After dinner, there will be approximately three hours worth of cleanup. Your guests will be snoozing in the living room. You will curse their names in a continuous loop until you collapse next to them, only to have one of them ask you whether there is leftover pie.
Yeah. Very relaxing.
One year, my dear sister and I were co-hostessing (she is that invaluable relative I told you about up there.) We paused during our second hour of preparing food to serve and setting the table to gaze at the rest of our family, happily chatting, laughing, and relaxing in the other room. They were completely in love with Thanksgiving. She was sweating up a storm and I had pregnancy-induced sciatica like you wouldn't believe.
"What are we doing?" she asked me.
"We're making the magic," I said.
She nodded, we looked at each other, and got back to work.
Writers. Does all of this sound familiar?

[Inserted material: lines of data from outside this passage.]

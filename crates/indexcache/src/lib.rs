//! Per-column in-memory write buffer for the inverted-index engine
//! (§4.4): [`IndexCache`] collects `(colVal, uid, operType)` writes
//! ahead of a flush, answers point/range searches against its own
//! unflushed state, and hands a one-shot snapshot iterator to the flush
//! merge in `fluxstore-indexengine`.
//!
//! ```
//! use fluxstore_core::{ColType, OperType, Query};
//! use fluxstore_indexcache::IndexCache;
//!
//! let cache = IndexCache::new("device_id", ColType::Binary, 1);
//! cache.put(b"sensor-7".to_vec(), 10, OperType::Add);
//! let (postings, _value_type) = cache.search(&Query::Eq(b"sensor-7".to_vec()));
//! assert_eq!(postings, vec![10]);
//! ```

#![warn(missing_docs)]

mod cache;
mod config;

pub use cache::{CacheIter, CacheRecord, IndexCache};
pub use config::{CacheState, DEFAULT_FLUSH_THRESHOLD_BYTES};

When we write a story, it starts with a mere list, maybe a few words, maybe a character profile, maybe a photograph. We painstakingly plot, outline, and dream, switching out elements that don't make sense for others that might work better. We carefully lay everything out so that something in the Rising Action foreshadows the Climax in the subtlest way, and hopefully all comes to a gorgeous, sweeping, stunning head that leaves readers delighted and breathless.
Will there be unhelpful comments? Yeah. Blog contest participants to nitpick for the sake of saying anything nitpicky? Absolutely. Agents who will bring the snark and make fun of your query or even *gasp* concept on Twitter? Oh goodness yes. Will there be people who slam your story because there is a typo, or a shallow character, or because you are Mormon, or female, or Russian, or black, or gay? Even if that has nothing to do with your book? Uh huh.
See, to readers, our book lasts six to ten hours. To agents, it lasts maybe a few seconds (before they form R the query.) But to us, it is a year or more in the making. It's easy for others to take
the giant turkey dinner and clean house gorgeously plotted book and sweet characters for granted when it doesn't mean nearly as much to them. When they haven't worked their fingers to the bone for it, lost sleep over it, cried over it.
So, what do we do to overcome this inevitable gloom slump of writing stories? We find those gems of supportive crit partners, writing buddies, and author luminaries. We stick to them like glue and hold on to their advice and inspiration like precious jewels. We count on them to feel assured and not so alone, and above all, we use their words to grow.
And then? We keep making the magic.
Happy Thanksgiving, everybody. Don't forget to hug your hostess, compliment the gravy, towel off the bathroom sink, and maybe even take out the trash. But if you do that, don't forget to replace the garbage bag - and find the damn thing yourself.